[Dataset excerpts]
━━━━━━━━━━━━━━━━━━━━━━━━━━━━━━
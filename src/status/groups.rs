use bitflags::bitflags;
use serde::{Deserialize, Serialize};

bitflags! {
    /// 행동/이동을 막는 효과
    #[derive(Debug, Clone, Copy, PartialEq, Eq, Hash, Default, Serialize, Deserialize)]
    pub struct CrowdControl: u32 {
        const STONE = 1 << 0;
        const FREEZE = 1 << 1;
        const STUN = 1 << 2;
        const SLEEP = 1 << 3;
        const BLADE_STOP = 1 << 4;
        /// 이동만 막는다.
        const ANKLE_SNARE = 1 << 5;
        /// 이동만 막는다.
        const SPIDER_WEB = 1 << 6;

        /// 행동 자체가 불가능한 상태
        const DISABLING = Self::STONE.bits()
            | Self::FREEZE.bits()
            | Self::STUN.bits()
            | Self::SLEEP.bits()
            | Self::BLADE_STOP.bits();
    }
}

bitflags! {
    /// 속성/상태 이상
    #[derive(Debug, Clone, Copy, PartialEq, Eq, Hash, Default, Serialize, Deserialize)]
    pub struct Ailment: u32 {
        const POISON = 1 << 0;
        const DEADLY_POISON = 1 << 1;
        const CURSE = 1 << 2;
        const SILENCE = 1 << 3;
        const CONFUSION = 1 << 4;
        const BLIND = 1 << 5;
        const BLEEDING = 1 << 6;
        const SIGNUM_CRUCIS = 1 << 7;
    }
}

bitflags! {
    /// 특수 자세/외형 상태
    #[derive(Debug, Clone, Copy, PartialEq, Eq, Hash, Default, Serialize, Deserialize)]
    pub struct Posture: u32 {
        const HIDING = 1 << 0;
        const CLOAKING = 1 << 1;
        const CHASEWALK = 1 << 2;
        const SIGHT = 1 << 3;
        const RUWACH = 1 << 4;
        const DANCING = 1 << 5;
        const RIDING = 1 << 6;
        const WEDDING = 1 << 7;
        const BERSERK = 1 << 8;
        const STEEL_BODY = 1 << 9;
        const TWO_HAND_QUICKEN = 1 << 10;
        const OVERTHRUST = 1 << 11;
        const ENERGY_COAT = 1 << 12;
        const MARIONETTE = 1 << 13;
        const ASSUMPTIO = 1 << 14;

        const INVISIBLE = Self::HIDING.bits() | Self::CLOAKING.bits() | Self::CHASEWALK.bits();
    }
}

/// 세 비트마스크 묶음
///
/// 효과 하나가 기여하는 비트이기도 하고, 엔티티 전체의 캐시 요약이기도 하다.
#[derive(Debug, Clone, Copy, PartialEq, Eq, Hash, Default, Serialize, Deserialize)]
pub struct GroupBits {
    pub cc: CrowdControl,
    pub ailment: Ailment,
    pub posture: Posture,
}

impl GroupBits {
    pub const NONE: GroupBits = GroupBits {
        cc: CrowdControl::empty(),
        ailment: Ailment::empty(),
        posture: Posture::empty(),
    };

    pub const fn cc(cc: CrowdControl) -> Self {
        Self {
            cc,
            ..Self::NONE
        }
    }

    pub const fn ailment(ailment: Ailment) -> Self {
        Self {
            ailment,
            ..Self::NONE
        }
    }

    pub const fn posture(posture: Posture) -> Self {
        Self {
            posture,
            ..Self::NONE
        }
    }

    pub fn is_empty(&self) -> bool {
        self.cc.is_empty() && self.ailment.is_empty() && self.posture.is_empty()
    }

    pub fn intersects(&self, other: &GroupBits) -> bool {
        self.cc.intersects(other.cc)
            || self.ailment.intersects(other.ailment)
            || self.posture.intersects(other.posture)
    }

    pub fn insert(&mut self, other: GroupBits) {
        self.cc.insert(other.cc);
        self.ailment.insert(other.ailment);
        self.posture.insert(other.posture);
    }

    pub fn remove(&mut self, other: GroupBits) {
        self.cc.remove(other.cc);
        self.ailment.remove(other.ailment);
        self.posture.remove(other.posture);
    }

    pub fn allows_action(&self) -> bool {
        !self.cc.intersects(CrowdControl::DISABLING)
    }

    pub fn allows_movement(&self) -> bool {
        self.cc.is_empty()
    }

    pub fn allows_casting(&self) -> bool {
        self.allows_action() && !self.ailment.contains(Ailment::SILENCE)
    }

    pub fn is_invisible(&self) -> bool {
        self.posture.intersects(Posture::INVISIBLE)
    }
}
use std::sync::Arc;

use status_core::{
    config::EngineConfig,
    entity::{BaseAttributes, EntitySpec},
    notify::Recorder,
    status::{
        EffectDatabase, FiredTimer, TimerHandle, TimerQueue, TimerService, TimerTarget,
    },
    StatusEngine,
};

/// 호출 횟수를 세는 타이머
///
/// `ignore_cancel` 을 켜면 취소 요청을 무시해서 이미 교체된 효과의 타이머도
/// 그대로 만료된다. 엔진이 오래된 타이머를 걸러내는지 확인할 때 쓴다.
#[derive(Debug, Default)]
pub struct CountingTimers {
    inner: TimerQueue,
    pub scheduled: usize,
    pub cancelled: usize,
    pub fired: usize,
    pub ignore_cancel: bool,
}

impl CountingTimers {
    #[allow(dead_code)]
    pub fn ignoring_cancel() -> Self {
        Self {
            ignore_cancel: true,
            ..Self::default()
        }
    }
}

impl TimerService for CountingTimers {
    fn schedule(&mut self, due_ms: u64, target: TimerTarget) -> TimerHandle {
        self.scheduled += 1;
        self.inner.schedule(due_ms, target)
    }

    fn cancel(&mut self, handle: TimerHandle) -> bool {
        self.cancelled += 1;
        if self.ignore_cancel {
            return false;
        }
        self.inner.cancel(handle)
    }

    fn pop_due(&mut self, now_ms: u64) -> Option<FiredTimer> {
        let fired = self.inner.pop_due(now_ms);
        if fired.is_some() {
            self.fired += 1;
        }
        fired
    }

    fn pending(&self) -> usize {
        self.inner.pending()
    }
}

#[allow(dead_code)]
pub fn engine(seed: u64) -> StatusEngine {
    StatusEngine::new(
        Arc::new(EngineConfig::default()),
        Arc::new(EffectDatabase::builtin()),
        seed,
    )
}

#[allow(dead_code)]
pub fn counting_engine(timers: CountingTimers) -> StatusEngine<CountingTimers, Recorder> {
    StatusEngine::with_parts(
        Arc::new(EngineConfig::default()),
        Arc::new(EffectDatabase::builtin()),
        timers,
        Recorder::new(),
        1,
    )
}

/// vit/int/luk 0 인 1레벨 능력치. 최대 HP 1000, 최대 SP 100.
#[allow(dead_code)]
pub fn plain() -> BaseAttributes {
    BaseAttributes {
        vit: 0,
        int: 0,
        luk: 0,
        max_hp: 1000,
        max_sp: 100,
        ..Default::default()
    }
}

/// RON 표기 엔티티 정의 파싱
#[allow(dead_code)]
pub fn spec_from_ron(source: &str) -> EntitySpec {
    ron::de::from_str(source).expect("Failed to deserialize entity spec")
}
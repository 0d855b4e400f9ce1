use status_core::{
    entity::EntitySpec,
    notify::{Notification, TickOutcome},
    status::{EffectKind, EndCause, StartRequest, TimerService},
};

mod common;

use common::{counting_engine, plain, CountingTimers};

/// 9초 독, 3초 간격: 틱 3번 후 한 번만 만료된다.
#[test]
fn poison_ticks_three_times_then_expires_once() {
    let mut engine = counting_engine(CountingTimers::default());
    let id = engine.spawn(EntitySpec::player(plain()));

    // Given
    engine
        .start_effect(
            id,
            StartRequest::new(EffectKind::Poison)
                .duration(9_000)
                .unconditional()
                .fixed_duration(),
        )
        .unwrap();

    // When
    engine.advance(30_000);

    // Then: 틱 알림 3개가 순서대로, 그 다음 종료 알림 하나
    let poison_events: Vec<&Notification> = engine
        .observer()
        .notifications()
        .filter(|n| {
            matches!(
                n,
                Notification::PeriodicTick { kind: EffectKind::Poison, .. }
                    | Notification::EffectEnded { kind: EffectKind::Poison, .. }
            )
        })
        .collect();
    assert_eq!(poison_events.len(), 4);
    for tick in &poison_events[..3] {
        assert!(matches!(
            tick,
            Notification::PeriodicTick {
                outcome: TickOutcome::Damaged { amount: 30 },
                ..
            }
        ));
    }
    assert!(matches!(
        poison_events[3],
        Notification::EffectEnded {
            cause: EndCause::Expired,
            ..
        }
    ));

    let tick_times: Vec<u64> = engine
        .observer()
        .entries
        .iter()
        .filter(|e| matches!(e.notification, Notification::PeriodicTick { .. }))
        .map(|e| e.time_ms)
        .collect();
    assert_eq!(tick_times, vec![3_000, 6_000, 9_000]);

    let timers = engine.timers();
    assert_eq!((timers.scheduled, timers.fired, timers.cancelled), (3, 3, 0));
    assert_eq!(timers.pending(), 0);
}

/// 같은 슬롯을 여러 번 갱신해도 살아있는 타이머는 하나다.
#[test]
fn refreshing_keeps_a_single_live_timer() {
    let mut engine = counting_engine(CountingTimers::default());
    let id = engine.spawn(EntitySpec::player(plain()));

    for _ in 0..5 {
        engine
            .start_effect(id, StartRequest::new(EffectKind::Slow).duration(10_000))
            .unwrap();
    }

    assert_eq!(engine.timers().scheduled, 5);
    assert_eq!(engine.timers().cancelled, 4);
    assert_eq!(engine.timers().pending(), 1);

    engine.advance(10_000);
    assert_eq!(engine.timers().fired, 1);
    assert_eq!(engine.observer().ended(id, EffectKind::Slow), 1);
}

/// 취소가 반영되지 않은 옛 타이머가 만료돼도 새 인스턴스는 그대로다.
#[test]
fn stale_timer_does_not_end_the_replacement() {
    let mut engine = counting_engine(CountingTimers::ignoring_cancel());
    let id = engine.spawn(EntitySpec::player(plain()));

    // Given: 0ms 에 10초, 5000ms 에 다시 10초
    engine
        .start_effect(id, StartRequest::new(EffectKind::Slow).duration(10_000))
        .unwrap();
    engine.advance(5_000);
    engine
        .start_effect(id, StartRequest::new(EffectKind::Slow).duration(10_000))
        .unwrap();

    // When: 옛 타이머 만료 시각
    engine.advance(10_000);

    // Then
    assert_eq!(engine.timers().fired, 1);
    assert!(engine.entity(id).unwrap().effects().has(EffectKind::Slow));
    assert_eq!(engine.observer().ended(id, EffectKind::Slow), 0);

    engine.advance(15_000);
    assert_eq!(engine.observer().ended(id, EffectKind::Slow), 1);
}

#[test]
fn cloaking_drains_sp_every_interval() {
    let mut engine = counting_engine(CountingTimers::default());
    let id = engine.spawn(EntitySpec::player(plain()));

    engine
        .start_effect(id, StartRequest::new(EffectKind::Cloaking))
        .unwrap();
    engine.advance(9_000);

    assert_eq!(
        engine.observer().ticks(id, EffectKind::Cloaking),
        vec![TickOutcome::Drained { amount: 1 }; 3]
    );
    assert_eq!(engine.entity(id).unwrap().sp(), 97);
}
use std::{collections::VecDeque, sync::Arc};

use rand::{rngs::StdRng, SeedableRng};

use crate::{
    config::EngineConfig,
    entity::{Entity, EntityArena, EntityId, EntitySpec, Position},
    error::EngineError,
    notify::{Recorder, StatusObserver},
    stats::{recalculate, DerivedStats, StatBlock, StatInputs},
    status::{
        ClearReason, EffectDatabase, EffectKind, EndCause, StartRequest, TimerQueue, TimerService,
    },
};

mod commands;
mod end;
mod persist;
mod propagation;
mod start;
mod tick;


pub use persist::PersistedEffect;

/// 변경 도중 발생한 후속 작업
///
/// 핸들러 안에서 다른 엔티티(또는 자기 자신)에 대한 시작/종료가 필요하면 바로 부르지
/// 않고 큐에 넣는다. 현재 변경이 끝난 뒤 순서대로 처리된다.
#[derive(Debug, Clone, PartialEq, Eq)]
pub(crate) enum Command {
    Start {
        target: EntityId,
        request: StartRequest,
    },
    End {
        target: EntityId,
        kind: EffectKind,
        cause: EndCause,
        guard: EndGuard,
    },
    /// 상대 효과의 partner 필드만 비운다.
    Detach {
        target: EntityId,
        kind: EffectKind,
        from: EntityId,
    },
}

/// 대상 효과가 이 조건을 만족할 때만 종료한다.
#[derive(Debug, Clone, Copy, PartialEq, Eq)]
pub(crate) enum EndGuard {
    Any,
    Source(EntityId),
    Partner(EntityId),
}

/// 상태 이상 엔진
///
/// 엔티티 아레나, 타이머, 관찰자, 난수, 후속 명령 큐를 소유하고 모든 진입점을 제공한다.
/// 단일 스레드에서 실행되며 하나의 변경은 끝까지 실행된 뒤에 다음 명령이 처리된다.
pub struct StatusEngine<T: TimerService = TimerQueue, O: StatusObserver = Recorder> {
    arena: EntityArena,
    db: Arc<EffectDatabase>,
    config: Arc<EngineConfig>,
    timers: T,
    observer: O,
    rng: StdRng,
    now_ms: u64,
    queue: VecDeque<Command>,
    draining: bool,
}

impl StatusEngine<TimerQueue, Recorder> {
    pub fn new(config: Arc<EngineConfig>, db: Arc<EffectDatabase>, seed: u64) -> Self {
        Self::with_parts(config, db, TimerQueue::new(), Recorder::new(), seed)
    }
}

impl<T: TimerService, O: StatusObserver> StatusEngine<T, O> {
    pub fn with_parts(
        config: Arc<EngineConfig>,
        db: Arc<EffectDatabase>,
        timers: T,
        observer: O,
        seed: u64,
    ) -> Self {
        Self {
            arena: EntityArena::new(),
            db,
            config,
            timers,
            observer,
            rng: StdRng::seed_from_u64(seed),
            now_ms: 0,
            queue: VecDeque::new(),
            draining: false,
        }
    }

    pub fn now_ms(&self) -> u64 {
        self.now_ms
    }

    pub fn config(&self) -> &EngineConfig {
        &self.config
    }

    pub fn database(&self) -> &EffectDatabase {
        &self.db
    }

    pub fn arena(&self) -> &EntityArena {
        &self.arena
    }

    pub fn entity(&self, id: EntityId) -> Option<&Entity> {
        self.arena.get(id)
    }

    pub fn timers(&self) -> &T {
        &self.timers
    }

    pub fn observer(&self) -> &O {
        &self.observer
    }

    pub fn observer_mut(&mut self) -> &mut O {
        &mut self.observer
    }

    /// 엔진을 소비하고 관찰자만 꺼낸다.
    pub fn into_observer(self) -> O {
        self.observer
    }

    /// 엔티티 생성. 파생 스탯을 계산하고 HP/SP 를 최대치로 채운다.
    pub fn spawn(&mut self, spec: EntitySpec) -> EntityId {
        let id = self.arena.insert(spec);
        if let Some(entity) = self.arena.get_mut(id) {
            entity.derived = recalculate(&StatInputs {
                base: &entity.base,
                equipment: &entity.equipment,
                effects: &entity.effects,
                db: &self.db,
                bounds: &self.config.bounds,
            });
            entity.hp = entity.derived.max_hp;
            entity.sp = entity.derived.max_sp;
        }
        tracing::debug!("entity {} spawned", id);
        id
    }

    /// 사망 처리: 소프트 클리어
    pub fn kill(&mut self, id: EntityId) -> Result<(), EngineError> {
        let entity = self
            .arena
            .get_mut(id)
            .ok_or(EngineError::UnknownEntity(id))?;
        entity.alive = false;
        entity.hp = 0;
        tracing::debug!("entity {} died", id);

        self.clear_all(id, ClearReason::Death)
    }

    /// 하드 클리어 후 아레나에서 제거
    pub fn despawn(&mut self, id: EntityId) -> Result<(), EngineError> {
        self.clear_all(id, ClearReason::Despawn)?;
        self.arena.remove(id);
        tracing::debug!("entity {} despawned", id);
        Ok(())
    }

    pub fn set_position(&mut self, id: EntityId, position: Position) -> Result<(), EngineError> {
        let entity = self
            .arena
            .get_mut(id)
            .ok_or(EngineError::UnknownEntity(id))?;
        entity.position = position;
        Ok(())
    }

    /// 장비 보정치 교체 후 재계산
    pub fn set_equipment(&mut self, id: EntityId, equipment: StatBlock) -> Result<(), EngineError> {
        let entity = self
            .arena
            .get_mut(id)
            .ok_or(EngineError::UnknownEntity(id))?;
        entity.equipment = equipment;
        self.refresh_stats(id);
        Ok(())
    }

    /// 캐시된 파생 스탯 (읽기 전용 스냅샷)
    pub fn get_derived_stats(&self, id: EntityId) -> Result<DerivedStats, EngineError> {
        self.arena
            .get(id)
            .map(|e| e.derived)
            .ok_or(EngineError::UnknownEntity(id))
    }

    /// now_ms 까지 만료된 타이머를 시간순으로 처리한다.
    pub fn advance(&mut self, now_ms: u64) {
        if now_ms < self.now_ms {
            tracing::warn!("clock moved backwards: {} -> {}", self.now_ms, now_ms);
            return;
        }

        while let Some(fired) = self.timers.pop_due(now_ms) {
            self.now_ms = fired.due_ms.max(self.now_ms);
            self.on_timer(fired);
            self.drain_commands();
        }
        self.now_ms = now_ms;
    }

    /// 파생 스탯을 다시 계산하고 달라진 스탯을 알린다. HP/SP 는 새 최대치로 자른다.
    pub(crate) fn refresh_stats(&mut self, id: EntityId) {
        let Some(entity) = self.arena.get_mut(id) else {
            return;
        };

        let derived = recalculate(&StatInputs {
            base: &entity.base,
            equipment: &entity.equipment,
            effects: &entity.effects,
            db: &self.db,
            bounds: &self.config.bounds,
        });
        let changed = derived.changed_from(&entity.derived);
        entity.derived = derived;
        entity.clamp_resources();

        if !changed.is_empty() {
            self.observer
                .on_derived_stats_changed(self.now_ms, id, &changed);
        }
    }
}
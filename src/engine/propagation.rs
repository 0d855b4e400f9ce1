//! 다른 엔티티로 번지는 처리
//!
//! 링크 상대, 오라 범위 아군, 소환수에 대한 시작/종료는 전부 명령 큐를 거친다.
//! 오라 최초 부여만 시작 직후에 명령으로 쌓이고, 이후 펄스는 주기 틱이 담당한다.

use crate::{
    entity::{EntityId, SpatialQuery},
    notify::StatusObserver,
    status::{
        ActiveEffect, EffectDescriptor, EndCause, LinkBreak, StartFlags, StartRequest,
        TimerService,
    },
};

use super::{Command, EndGuard, StatusEngine};

/// 전파로 받은 사본의 시작 플래그
fn relay_flags() -> StartFlags {
    StartFlags::UNCONDITIONAL | StartFlags::FIXED_DURATION | StartFlags::RELAYED
}

impl<T: TimerService, O: StatusObserver> StatusEngine<T, O> {
    pub(super) fn propagate_start(
        &mut self,
        id: EntityId,
        desc: &EffectDescriptor,
        request: &StartRequest,
        duration: Option<u64>,
    ) {
        if let (Some(link), Some(partner)) = (desc.link, request.partner) {
            if let (true, Some(partner_kind)) = (link.start_partner, link.partner_kind) {
                let links_back = self
                    .arena
                    .get(partner)
                    .and_then(|p| p.effects.get(partner_kind))
                    .map(|e| e.partner == Some(id))
                    .unwrap_or(false);
                if !links_back {
                    let mut follow = StartRequest::new(partner_kind)
                        .params(request.params)
                        .partner(id)
                        .source(id)
                        .flags(StartFlags::UNCONDITIONAL | StartFlags::FIXED_DURATION);
                    if let Some(ms) = duration {
                        follow = follow.duration(ms);
                    }
                    self.push_command(Command::Start {
                        target: partner,
                        request: follow,
                    });
                }
            }
        }

        if request.flags.contains(StartFlags::RELAYED) {
            return;
        }

        if desc.aura.is_some() {
            self.pulse_aura(id, desc, request.params[0]);
        }

        if desc.mirror_to_companions {
            let companions = self
                .arena
                .get(id)
                .map(|e| e.companions.clone())
                .unwrap_or_default();
            for companion in companions {
                let mut copy = StartRequest::new(desc.kind)
                    .params(request.params)
                    .source(id)
                    .flags(relay_flags());
                if let Some(ms) = duration {
                    copy = copy.duration(ms);
                }
                self.push_command(Command::Start {
                    target: companion,
                    request: copy,
                });
            }
        }
    }

    /// 오라 한 번 펄스: 범위 안 아군에게 부여 명령을 쌓고 대상 수를 돌려준다.
    ///
    /// 시전자 자신과, 같은 효과를 직접 시전해 가지고 있는 대상은 건너뛴다.
    pub(super) fn pulse_aura(&mut self, id: EntityId, desc: &EffectDescriptor, level: i32) -> u32 {
        let Some(aura) = desc.aura else {
            return 0;
        };
        let Some(origin) = self.arena.get(id) else {
            return 0;
        };

        let targets: Vec<EntityId> = self
            .arena
            .entities_in_range(origin.position, aura.radius, aura.filter)
            .into_iter()
            .filter(|target_id| *target_id != id)
            .filter(|target_id| {
                self.arena
                    .get(*target_id)
                    .map(|target| {
                        let own_cast = target
                            .effects
                            .get(aura.grant)
                            .map(|e| !e.relayed)
                            .unwrap_or(false);
                        target.is_ally_of(origin) && !own_cast
                    })
                    .unwrap_or(false)
            })
            .collect();

        for target in &targets {
            self.push_command(Command::Start {
                target: *target,
                request: StartRequest::new(aura.grant)
                    .level(level)
                    .duration(aura.grant_duration_ms)
                    .source(id)
                    .flags(relay_flags()),
            });
        }
        targets.len() as u32
    }

    pub(super) fn propagate_end(&mut self, id: EntityId, effect: &ActiveEffect, desc: &EffectDescriptor) {
        if let (Some(link), Some(partner)) = (desc.link, effect.partner) {
            match (link.on_break, link.partner_kind) {
                (LinkBreak::EndPartner, Some(partner_kind)) => self.push_command(Command::End {
                    target: partner,
                    kind: partner_kind,
                    cause: EndCause::LinkBroken,
                    guard: EndGuard::Partner(id),
                }),
                (LinkBreak::Detach, Some(partner_kind)) => self.push_command(Command::Detach {
                    target: partner,
                    kind: partner_kind,
                    from: id,
                }),
                _ => {}
            }
        }

        if effect.relayed {
            return;
        }

        if let Some(aura) = desc.aura {
            if let Some(origin) = self.arena.get(id) {
                let targets =
                    self.arena
                        .entities_in_range(origin.position, aura.radius, aura.filter);
                for target in targets.into_iter().filter(|t| *t != id) {
                    self.push_command(Command::End {
                        target,
                        kind: aura.grant,
                        cause: EndCause::Cancelled,
                        guard: EndGuard::Source(id),
                    });
                }
            }
        }

        if desc.mirror_to_companions {
            let companions = self
                .arena
                .get(id)
                .map(|e| e.companions.clone())
                .unwrap_or_default();
            for companion in companions {
                self.push_command(Command::End {
                    target: companion,
                    kind: desc.kind,
                    cause: EndCause::Cancelled,
                    guard: EndGuard::Source(id),
                });
            }
        }
    }
}
use std::sync::Arc;

use crate::{
    entity::EntityId,
    error::EngineError,
    notify::StatusObserver,
    status::{ClearReason, EffectKind, EndCause, TimerService},
};

use super::StatusEngine;

impl<T: TimerService, O: StatusObserver> StatusEngine<T, O> {
    /// 효과 하나 종료. 걸려 있지 않으면 아무 일도 하지 않고 false.
    pub fn end_effect(
        &mut self,
        id: EntityId,
        kind: EffectKind,
        cause: EndCause,
    ) -> Result<bool, EngineError> {
        if !self.arena.contains(id) {
            tracing::warn!("end of {} addressed to missing entity {}", kind, id);
            return Err(EngineError::UnknownEntity(id));
        }
        let ended = self.end_inner(id, kind, cause);
        self.drain_commands();
        Ok(ended)
    }

    /// 걸려 있는 효과를 모두 종료한다. 소프트 클리어는 survives_death 종류를 남긴다.
    pub fn clear_all(&mut self, id: EntityId, reason: ClearReason) -> Result<(), EngineError> {
        let kinds = self
            .arena
            .get(id)
            .ok_or(EngineError::UnknownEntity(id))?
            .effects
            .kinds_sorted();
        let db = Arc::clone(&self.db);

        for kind in kinds {
            let survives = db.get(kind).map(|d| d.survives_death).unwrap_or(false);
            if reason.is_soft() && survives {
                continue;
            }
            self.end_inner(id, kind, reason.end_cause());
        }

        tracing::debug!("effects cleared on {} ({:?})", id, reason);
        self.drain_commands();
        Ok(())
    }

    pub(super) fn end_inner(&mut self, id: EntityId, kind: EffectKind, cause: EndCause) -> bool {
        let Some(entity) = self.arena.get_mut(id) else {
            tracing::warn!("end of {} addressed to missing entity {}", kind, id);
            return false;
        };
        let Some(effect) = entity.effects.remove(kind) else {
            tracing::trace!("{} is not active on {}", kind, id);
            return false;
        };
        if let Some(handle) = effect.timer {
            self.timers.cancel(handle);
        }

        tracing::debug!("{} ended on {} ({:?})", kind, id, cause);
        self.observer.on_effect_ended(self.now_ms, id, kind, cause);
        self.refresh_stats(id);

        let db = Arc::clone(&self.db);
        if let Some(desc) = db.get(kind) {
            self.propagate_end(id, &effect, desc);
        }
        true
    }
}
━━━━━━━━━━━━━━━━━━━━━━━━━━━━━━
Description of the task
Scan the records for the word "contains". Copy each line where it turns up.

Your response
        self.allows_action() && !self.ailment.contains(Ailment::SILENCE)
        if request.flags.contains(StartFlags::RELAYED) {
        if !self.arena.contains(id) {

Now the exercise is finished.